Bob Dylan delivered his Nobel Prize lecture on Monday, just before the deadline, as a celebrated nonconformist should. Although he spoke at length about classic books that inspired him, he declined to classify his own work within that tradition, saying that “Songs are unlike literature.”

When Dylan won the Nobel Prize in Literature back in October, it sparked a widespread, heated conversation about whether songs should qualify as “literature.” Lyrics are only “literature” when they’re impactful without music, some said. The plays of some Nobel-winning dramatists only reach their full potential onstage, so lyrics that depend on music should count, too, some said.

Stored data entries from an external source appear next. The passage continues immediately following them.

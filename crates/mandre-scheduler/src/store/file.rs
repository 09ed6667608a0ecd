//! File-backed task store.
//!
//! One JSON document per task, named `<id>.json`, inside a directory. Writes
//! go to a temporary file first and are renamed into place, so a crash never
//! leaves a half-written record behind.

use std::io::ErrorKind;
use std::path::{Path, PathBuf};

use async_trait::async_trait;
use tokio::sync::Mutex;
use tracing::{debug, warn};

use super::{TaskStore, check_version};
use crate::{SchedulerError, Task, TaskId};

/// Extension of committed records.
const RECORD_EXT: &str = "json";

/// Extension of in-progress writes.
const TEMP_EXT: &str = "json.tmp";

/// Task store persisting records as files in a directory.
#[derive(Debug)]
pub struct FileStore {
    dir: PathBuf,
    /// Serializes read-check-write sequences within this process.
    write_lock: Mutex<()>,
}

impl FileStore {
    /// Open (creating if needed) a store rooted at `dir`.
    pub async fn open(dir: impl Into<PathBuf>) -> Result<Self, SchedulerError> {
        let dir = dir.into();
        tokio::fs::create_dir_all(&dir).await?;
        debug!(dir = %dir.display(), "opened file task store");
        Ok(Self {
            dir,
            write_lock: Mutex::new(()),
        })
    }

    /// Directory holding the records.
    pub fn dir(&self) -> &Path {
        &self.dir
    }

    fn path_for(&self, id: &TaskId, ext: &str) -> Result<PathBuf, SchedulerError> {
        let key = id.as_str();
        let valid = !key.is_empty()
            && key
                .bytes()
                .all(|b| b.is_ascii_alphanumeric() || b == b'-' || b == b'_');
        if !valid {
            return Err(SchedulerError::StorageUnavailable(format!(
                "task id '{}' is not a valid storage key",
                key
            )));
        }
        Ok(self.dir.join(format!("{}.{}", key, ext)))
    }

    async fn read_record(path: &Path) -> Result<Option<Task>, SchedulerError> {
        match tokio::fs::read(path).await {
            Ok(bytes) => Ok(Some(serde_json::from_slice(&bytes)?)),
            Err(e) if e.kind() == ErrorKind::NotFound => Ok(None),
            Err(e) => Err(e.into()),
        }
    }
}

#[async_trait]
impl TaskStore for FileStore {
    async fn put(&self, task: &Task) -> Result<(), SchedulerError> {
        let path = self.path_for(&task.id, RECORD_EXT)?;
        let temp = self.path_for(&task.id, TEMP_EXT)?;
        let body = serde_json::to_vec_pretty(task)?;

        let _guard = self.write_lock.lock().await;
        let stored = Self::read_record(&path).await?;
        check_version(stored.map(|t| t.version), task)?;

        tokio::fs::write(&temp, &body).await?;
        tokio::fs::rename(&temp, &path).await?;
        Ok(())
    }

    async fn get(&self, id: &TaskId) -> Result<Option<Task>, SchedulerError> {
        match self.path_for(id, RECORD_EXT) {
            Ok(path) => Self::read_record(&path).await,
            // No record can exist under a key we refuse to write.
            Err(_) => Ok(None),
        }
    }

    async fn delete(&self, id: &TaskId) -> Result<(), SchedulerError> {
        let path = self.path_for(id, RECORD_EXT)?;
        let _guard = self.write_lock.lock().await;
        match tokio::fs::remove_file(&path).await {
            Ok(()) => Ok(()),
            Err(e) if e.kind() == ErrorKind::NotFound => Ok(()),
            Err(e) => Err(e.into()),
        }
    }

    async fn list_all(&self) -> Result<Vec<Task>, SchedulerError> {
        let mut tasks = Vec::new();
        let mut entries = tokio::fs::read_dir(&self.dir).await?;

        while let Some(entry) = entries.next_entry().await? {
            let path = entry.path();
            let is_record = path
                .file_name()
                .and_then(|n| n.to_str())
                .is_some_and(|n| n.ends_with(".json"));
            if !is_record {
                continue;
            }

            match Self::read_record(&path).await {
                Ok(Some(task)) => tasks.push(task),
                Ok(None) => {}
                Err(SchedulerError::Json(e)) => {
                    warn!(path = %path.display(), error = %e, "skipping unreadable task record");
                }
                Err(e) => return Err(e),
            }
        }

        Ok(tasks)
    }
}

#[cfg(test)]
mod tests {
    use super::*;
    use crate::{RetryPolicy, TaskSpec};
    use chrono::DateTime;
    use pretty_assertions::assert_eq;
    use tempfile::TempDir;

    fn task(raw: u64) -> Task {
        let mut t = Task::from_spec(
            TaskId::from_raw(raw),
            TaskSpec::calendar("digest", "0 9 * * *")
                .with_payload(serde_json::json!({"chat": 42, "text": "morning"})),
            RetryPolicy::default(),
            DateTime::from_timestamp(1_700_000_000, 0).unwrap(),
        )
        .unwrap();
        t.version = 1;
        t
    }

    #[tokio::test]
    async fn test_records_survive_reopen() {
        let dir = TempDir::new().unwrap();
        let original = task(7);
        {
            let store = FileStore::open(dir.path()).await.unwrap();
            store.put(&original).await.unwrap();
        }

        let store = FileStore::open(dir.path()).await.unwrap();
        let all = store.list_all().await.unwrap();
        assert_eq!(all, vec![original.clone()]);
        assert_eq!(store.get(&original.id).await.unwrap(), Some(original));
    }

    #[tokio::test]
    async fn test_version_conflict() {
        let dir = TempDir::new().unwrap();
        let store = FileStore::open(dir.path()).await.unwrap();
        let mut t = task(1);
        store.put(&t).await.unwrap();

        t.version = 5;
        assert!(store.put(&t).await.unwrap_err().is_conflict());

        t.version = 2;
        store.put(&t).await.unwrap();
    }

    #[tokio::test]
    async fn test_delete_and_missing() {
        let dir = TempDir::new().unwrap();
        let store = FileStore::open(dir.path()).await.unwrap();
        let t = task(3);
        store.put(&t).await.unwrap();
        store.delete(&t.id).await.unwrap();
        store.delete(&t.id).await.unwrap();
        assert!(store.get(&t.id).await.unwrap().is_none());
        assert!(store.list_all().await.unwrap().is_empty());
    }

    #[tokio::test]
    async fn test_rejects_path_like_ids() {
        let dir = TempDir::new().unwrap();
        let store = FileStore::open(dir.path()).await.unwrap();
        let mut t = task(1);
        t.id = TaskId::from("../escape");
        assert!(matches!(
            store.put(&t).await,
            Err(SchedulerError::StorageUnavailable(_))
        ));
        assert!(store.get(&t.id).await.unwrap().is_none());
    }

    #[tokio::test]
    async fn test_skips_corrupt_and_temp_files() {
        let dir = TempDir::new().unwrap();
        let store = FileStore::open(dir.path()).await.unwrap();
        store.put(&task(1)).await.unwrap();
        tokio::fs::write(dir.path().join("garbage.json"), b"{not json")
            .await
            .unwrap();
        tokio::fs::write(dir.path().join("half.json.tmp"), b"{")
            .await
            .unwrap();

        assert_eq!(store.list_all().await.unwrap().len(), 1);
    }
}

Now Dylan himself has taken a side in the debate — and it’s not the side that validates his win. At the end of the lecture, he says:

“Songs are unlike literature. They’re meant to be sung, not read. The words in Shakespeare’s plays were meant to be acted on the stage. Just as lyrics in songs are meant to be sung, not read on a page. And I hope some of you get the chance to listen to these lyrics the way they were intended to be heard: in concert or on record or however people are listening to songs these days.”

Bob Dylan performing at Finsbury Park in 2004.

Getty Images / Getty Images

Although he doesn’t believe that songs are literature, he acknowledges a “connection” between them. Throughout the speech, he lists literary themes that influenced his lyrics, apparently trying to reckon with his Nobel win. “When I first received this Nobel Prize for Literature, I got to wondering exactly how my songs related to literature,” he states at the top. “I wanted to reflect on it and see where the connection was.”

Dylan has always refused to explain the meaning of his songs, and he’s using this prize as additional justification for that defiance. If songs are similar to books, and authors don’t have to explain themselves, then neither do I, he argues. “I don’t have to know what a song means,” he said. “When Melville put all his old testament, biblical references, scientific theories, Protestant doctrines, and all that knowledge of the sea and sailing ships and whales into one story, I don’t think he would have worried about it either – what it all means.”

Obviously, it’s bizarre for a Nobel winner to use their required lecture to acknowledge that the prize isn’t a perfect fit for their work. But if Dylan didn’t have this propensity to brazenly tell it like he sees it, his music wouldn’t wield such enormous power.